• [Work required]:
From the first entry to the last, copy each one exactly.

• [Exercise data]:
------------------------------------------------
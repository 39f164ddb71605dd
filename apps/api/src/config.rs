use std::str::FromStr;

use anyhow::{bail, Context, Result};

/// Application configuration loaded from environment variables.
/// Fails at startup if required variables are missing.
#[derive(Debug, Clone)]
pub struct Config {
    pub database_url: String,
    pub redis_url: String,
    pub port: u16,
    pub rust_log: String,
    pub storage: StorageConfig,
    pub pdf_renderer_url: String,
    pub pdf_renderer_timeout_secs: u64,
    pub mail: MailConfig,
    pub queue: QueueConfig,
    pub exports: ExportConfig,
    pub alerts: AlertConfig,
    pub rate_limits: RateLimitConfig,
    pub webhooks: WebhookConfig,
    pub cleanup_interval_secs: u64,
}

#[derive(Debug, Clone)]
pub enum StorageConfig {
    Local {
        root_dir: String,
        public_base_url: String,
        signing_secret: String,
    },
    S3 {
        bucket: String,
        endpoint: String,
        region: String,
        access_key_id: String,
        secret_access_key: String,
    },
}

#[derive(Debug, Clone)]
pub struct MailConfig {
    pub relay_url: String,
    pub relay_token: Option<String>,
    pub from: String,
}

#[derive(Debug, Clone)]
pub struct QueueConfig {
    pub prefix: String,
    pub attempts: u32,
    pub backoff_ms: u64,
    pub keep_completed: usize,
    pub keep_failed: usize,
    pub concurrency: usize,
    pub poll_interval_ms: u64,
}

#[derive(Debug, Clone)]
pub struct ExportConfig {
    pub free_ttl_hours: i64,
    pub paid_ttl_hours: i64,
    pub download_url_ttl_secs: u64,
}

#[derive(Debug, Clone)]
pub struct AlertConfig {
    pub window_minutes: i64,
    pub min_events: i64,
    pub threshold_ratio: f64,
    pub cooldown_minutes: i64,
    pub interval_secs: u64,
}

/// Fixed-window ceilings for the retry/replay endpoints.
#[derive(Debug, Clone)]
pub struct RateLimitConfig {
    pub email_retry_limit: u64,
    pub email_retry_window_secs: u64,
    pub webhook_replay_limit: u64,
    pub webhook_replay_window_secs: u64,
}

#[derive(Debug, Clone)]
pub struct WebhookConfig {
    pub stripe_secret: Option<String>,
    pub lemonsqueezy_secret: Option<String>,
    pub stripe_tolerance_secs: i64,
}

impl Config {
    pub fn from_env() -> Result<Self> {
        dotenvy::dotenv().ok(); // load .env if present; ignore if missing
        Self::from_lookup(|key| std::env::var(key).ok())
    }

    /// Builds the configuration from an arbitrary key lookup.
    pub fn from_lookup<F>(lookup: F) -> Result<Self>
    where
        F: Fn(&str) -> Option<String>,
    {
        let env = Env { lookup };

        let storage = match env.or("STORAGE_DRIVER", "local").as_str() {
            "local" => StorageConfig::Local {
                root_dir: env.or("LOCAL_STORAGE_DIR", "./data/exports"),
                public_base_url: env.or("PUBLIC_BASE_URL", "http://localhost:8080"),
                signing_secret: env.require("STORAGE_SIGNING_SECRET")?,
            },
            "s3" => StorageConfig::S3 {
                bucket: env.require("S3_BUCKET")?,
                endpoint: env.require("S3_ENDPOINT")?,
                region: env.or("S3_REGION", "us-east-1"),
                access_key_id: env.require("AWS_ACCESS_KEY_ID")?,
                secret_access_key: env.require("AWS_SECRET_ACCESS_KEY")?,
            },
            other => bail!("STORAGE_DRIVER must be 'local' or 's3', got '{other}'"),
        };

        let alerts = AlertConfig {
            window_minutes: env.parse_or("ALERT_WINDOW_MINUTES", 15)?,
            min_events: env.parse_or("ALERT_MIN_EVENTS", 20)?,
            threshold_ratio: env.parse_or("ALERT_THRESHOLD_RATIO", 0.25)?,
            cooldown_minutes: env.parse_or("ALERT_COOLDOWN_MINUTES", 60)?,
            interval_secs: env.positive_or("ALERT_INTERVAL_SECONDS", 60)?,
        };
        if !(0.0..=1.0).contains(&alerts.threshold_ratio) {
            bail!("ALERT_THRESHOLD_RATIO must be between 0 and 1");
        }

        let queue = QueueConfig {
            prefix: env.or("QUEUE_PREFIX", "vitae"),
            attempts: env.positive_or("QUEUE_ATTEMPTS", 3)?,
            backoff_ms: env.parse_or("QUEUE_BACKOFF_MS", 5_000)?,
            keep_completed: env.positive_or("QUEUE_KEEP_COMPLETED", 100)?,
            keep_failed: env.positive_or("QUEUE_KEEP_FAILED", 500)?,
            concurrency: env.positive_or("QUEUE_CONCURRENCY", 2)?,
            poll_interval_ms: env.parse_or("QUEUE_POLL_MS", 500)?,
        };

        Ok(Config {
            database_url: env.require("DATABASE_URL")?,
            redis_url: env.require("REDIS_URL")?,
            port: env.parse_or("PORT", 8080)?,
            rust_log: env.or("RUST_LOG", "info"),
            storage,
            pdf_renderer_url: env.require("PDF_RENDERER_URL")?,
            pdf_renderer_timeout_secs: env.parse_or("PDF_RENDERER_TIMEOUT_SECONDS", 60)?,
            mail: MailConfig {
                relay_url: env.require("MAIL_RELAY_URL")?,
                relay_token: env.optional("MAIL_RELAY_TOKEN"),
                from: env.or("MAIL_FROM", "Vitae <exports@vitae.local>"),
            },
            queue,
            exports: ExportConfig {
                free_ttl_hours: env.parse_or("EXPORT_FREE_TTL_HOURS", 24)?,
                paid_ttl_hours: env.parse_or("EXPORT_PAID_TTL_HOURS", 24 * 30)?,
                download_url_ttl_secs: env.parse_or("DOWNLOAD_URL_TTL_SECONDS", 900)?,
            },
            alerts,
            rate_limits: RateLimitConfig {
                email_retry_limit: env.parse_or("RATE_LIMIT_EMAIL_RETRY", 5)?,
                email_retry_window_secs: env.parse_or("RATE_LIMIT_EMAIL_RETRY_WINDOW", 3_600)?,
                webhook_replay_limit: env.parse_or("RATE_LIMIT_WEBHOOK_REPLAY", 5)?,
                webhook_replay_window_secs: env
                    .parse_or("RATE_LIMIT_WEBHOOK_REPLAY_WINDOW", 3_600)?,
            },
            webhooks: WebhookConfig {
                stripe_secret: env.optional("STRIPE_WEBHOOK_SECRET"),
                lemonsqueezy_secret: env.optional("LEMONSQUEEZY_WEBHOOK_SECRET"),
                stripe_tolerance_secs: env.parse_or("STRIPE_TOLERANCE_SECONDS", 300)?,
            },
            cleanup_interval_secs: env.positive_or("CLEANUP_INTERVAL_SECONDS", 3_600)?,
        })
    }
}

struct Env<F> {
    lookup: F,
}

impl<F> Env<F>
where
    F: Fn(&str) -> Option<String>,
{
    fn optional(&self, key: &str) -> Option<String> {
        (self.lookup)(key).filter(|v| !v.trim().is_empty())
    }

    fn require(&self, key: &str) -> Result<String> {
        self.optional(key)
            .with_context(|| format!("Required environment variable '{key}' is not set"))
    }

    fn or(&self, key: &str, default: &str) -> String {
        self.optional(key).unwrap_or_else(|| default.to_string())
    }

    fn parse_or<T>(&self, key: &str, default: T) -> Result<T>
    where
        T: FromStr,
        T::Err: std::fmt::Display,
    {
        match self.optional(key) {
            None => Ok(default),
            Some(raw) => raw
                .trim()
                .parse::<T>()
                .map_err(|e| anyhow::anyhow!("{key} is invalid ('{raw}'): {e}")),
        }
    }

    /// Counts and intervals where zero is meaningless.
    fn positive_or<T>(&self, key: &str, default: T) -> Result<T>
    where
        T: FromStr + Default + PartialEq,
        T::Err: std::fmt::Display,
    {
        let value = self.parse_or(key, default)?;
        if value == T::default() {
            bail!("{key} must be at least 1");
        }
        Ok(value)
    }
}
------------------------------------------------
• [Solution]:
repository 39f164ddb71605dd
filename apps/api/src/config.rs
use std::str::FromStr;

use anyhow::{bail, Context, Result};

/// Application configuration loaded from environment variables.
/// Fails at startup if required variables are missing.
#[derive(Debug, Clone)]
pub struct Config {
    pub database_url: String,
    pub redis_url: String,
    pub port: u16,
    pub rust_log: String,
    pub storage: StorageConfig,
    pub pdf_renderer_url: String,
    pub pdf_renderer_timeout_secs: u64,
    pub mail: MailConfig,
    pub queue: QueueConfig,
    pub exports: ExportConfig,
    pub alerts: AlertConfig,
    pub rate_limits: RateLimitConfig,
    pub webhooks: WebhookConfig,
    pub cleanup_interval_secs: u64,
}

#[derive(Debug, Clone)]
pub enum StorageConfig {
    Local {
        root_dir: String,
        public_base_url: String,
        signing_secret: String,
    },
    S3 {
        bucket: String,
        endpoint: String,
        region: String,
        access_key_id: String,
        secret_access_key: String,
    },
}

#[derive(Debug, Clone)]
pub struct MailConfig {
    pub relay_url: String,
    pub relay_token: Option<String>,
    pub from: String,
}

#[derive(Debug, Clone)]
pub struct QueueConfig {
    pub prefix: String,
    pub attempts: u32,
    pub backoff_ms: u64,
    pub keep_completed: usize,
    pub keep_failed: usize,
    pub concurrency: usize,
    pub poll_interval_ms: u64,
}

#[derive(Debug, Clone)]
pub struct ExportConfig {
    pub free_ttl_hours: i64,
    pub paid_ttl_hours: i64,
    pub download_url_ttl_secs: u64,
}

#[derive(Debug, Clone)]
pub struct AlertConfig {
    pub window_minutes: i64,
    pub min_events: i64,
    pub threshold_ratio: f64,
    pub cooldown_minutes: i64,
    pub interval_secs: u64,
}

/// Fixed-window ceilings for the retry/replay endpoints.
#[derive(Debug, Clone)]
pub struct RateLimitConfig {
    pub email_retry_limit: u64,
    pub email_retry_window_secs: u64,
    pub webhook_replay_limit: u64,
    pub webhook_replay_window_secs: u64,
}

#[derive(Debug, Clone)]
pub struct WebhookConfig {
    pub stripe_secret: Option<String>,
    pub lemonsqueezy_secret: Option<String>,
    pub stripe_tolerance_secs: i64,
}

impl Config {
    pub fn from_env() -> Result<Self> {
        dotenvy::dotenv().ok(); // load .env if present; ignore if missing
        Self::from_lookup(|key| std::env::var(key).ok())
    }

    /// Builds the configuration from an arbitrary key lookup.
    pub fn from_lookup<F>(lookup: F) -> Result<Self>
    where
        F: Fn(&str) -> Option<String>,
    {
        let env = Env { lookup };

        let storage = match env.or("STORAGE_DRIVER", "local").as_str() {
            "local" => StorageConfig::Local {
                root_dir: env.or("LOCAL_STORAGE_DIR", "./data/exports"),
                public_base_url: env.or("PUBLIC_BASE_URL", "http://localhost:8080"),
                signing_secret: env.require("STORAGE_SIGNING_SECRET")?,
            },
            "s3" => StorageConfig::S3 {
                bucket: env.require("S3_BUCKET")?,
                endpoint: env.require("S3_ENDPOINT")?,
                region: env.or("S3_REGION", "us-east-1"),
                access_key_id: env.require("AWS_ACCESS_KEY_ID")?,
                secret_access_key: env.require("AWS_SECRET_ACCESS_KEY")?,
            },
            other => bail!("STORAGE_DRIVER must be 'local' or 's3', got '{other}'"),
        };

        let alerts = AlertConfig {
            window_minutes: env.parse_or("ALERT_WINDOW_MINUTES", 15)?,
            min_events: env.parse_or("ALERT_MIN_EVENTS", 20)?,
            threshold_ratio: env.parse_or("ALERT_THRESHOLD_RATIO", 0.25)?,
            cooldown_minutes: env.parse_or("ALERT_COOLDOWN_MINUTES", 60)?,
            interval_secs: env.positive_or("ALERT_INTERVAL_SECONDS", 60)?,
        };
        if !(0.0..=1.0).contains(&alerts.threshold_ratio) {
            bail!("ALERT_THRESHOLD_RATIO must be between 0 and 1");
        }

        let queue = QueueConfig {
            prefix: env.or("QUEUE_PREFIX", "vitae"),
            attempts: env.positive_or("QUEUE_ATTEMPTS", 3)?,
            backoff_ms: env.parse_or("QUEUE_BACKOFF_MS", 5_000)?,
            keep_completed: env.positive_or("QUEUE_KEEP_COMPLETED", 100)?,
            keep_failed: env.positive_or("QUEUE_KEEP_FAILED", 500)?,
            concurrency: env.positive_or("QUEUE_CONCURRENCY", 2)?,
            poll_interval_ms: env.parse_or("QUEUE_POLL_MS", 500)?,
        };

        Ok(Config {
            database_url: env.require("DATABASE_URL")?,
            redis_url: env.require("REDIS_URL")?,
            port: env.parse_or("PORT", 8080)?,
            rust_log: env.or("RUST_LOG", "info"),
            storage,
            pdf_renderer_url: env.require("PDF_RENDERER_URL")?,
            pdf_renderer_timeout_secs: env.parse_or("PDF_RENDERER_TIMEOUT_SECONDS", 60)?,
            mail: MailConfig {
                relay_url: env.require("MAIL_RELAY_URL")?,
                relay_token: env.optional("MAIL_RELAY_TOKEN"),
                from: env.or("MAIL_FROM", "Vitae <exports@vitae.local>"),
            },
            queue,
            exports: ExportConfig {
                free_ttl_hours: env.parse_or("EXPORT_FREE_TTL_HOURS", 24)?,
                paid_ttl_hours: env.parse_or("EXPORT_PAID_TTL_HOURS", 24 * 30)?,
                download_url_ttl_secs: env.parse_or("DOWNLOAD_URL_TTL_SECONDS", 900)?,
            },
            alerts,
            rate_limits: RateLimitConfig {
                email_retry_limit: env.parse_or("RATE_LIMIT_EMAIL_RETRY", 5)?,
                email_retry_window_secs: env.parse_or("RATE_LIMIT_EMAIL_RETRY_WINDOW", 3_600)?,
                webhook_replay_limit: env.parse_or("RATE_LIMIT_WEBHOOK_REPLAY", 5)?,
                webhook_replay_window_secs: env
                    .parse_or("RATE_LIMIT_WEBHOOK_REPLAY_WINDOW", 3_600)?,
            },
            webhooks: WebhookConfig {
                stripe_secret: env.optional("STRIPE_WEBHOOK_SECRET"),
                lemonsqueezy_secret: env.optional("LEMONSQUEEZY_WEBHOOK_SECRET"),
                stripe_tolerance_secs: env.parse_or("STRIPE_TOLERANCE_SECONDS", 300)?,
            },
            cleanup_interval_secs: env.positive_or("CLEANUP_INTERVAL_SECONDS", 3_600)?,
        })
    }
}

struct Env<F> {
    lookup: F,
}

impl<F> Env<F>
where
    F: Fn(&str) -> Option<String>,
{
    fn optional(&self, key: &str) -> Option<String> {
        (self.lookup)(key).filter(|v| !v.trim().is_empty())
    }

    fn require(&self, key: &str) -> Result<String> {
        self.optional(key)
            .with_context(|| format!("Required environment variable '{key}' is not set"))
    }

    fn or(&self, key: &str, default: &str) -> String {
        self.optional(key).unwrap_or_else(|| default.to_string())
    }

    fn parse_or<T>(&self, key: &str, default: T) -> Result<T>
    where
        T: FromStr,
        T::Err: std::fmt::Display,
    {
        match self.optional(key) {
            None => Ok(default),
            Some(raw) => raw
                .trim()
                .parse::<T>()
                .map_err(|e| anyhow::anyhow!("{key} is invalid ('{raw}'): {e}")),
        }
    }

    /// Counts and intervals where zero is meaningless.
    fn positive_or<T>(&self, key: &str, default: T) -> Result<T>
    where
        T: FromStr + Default + PartialEq,
        T::Err: std::fmt::Display,
    {
        let value = self.parse_or(key, default)?;
        if value == T::default() {
            bail!("{key} must be at least 1");
        }
        Ok(value)
    }
}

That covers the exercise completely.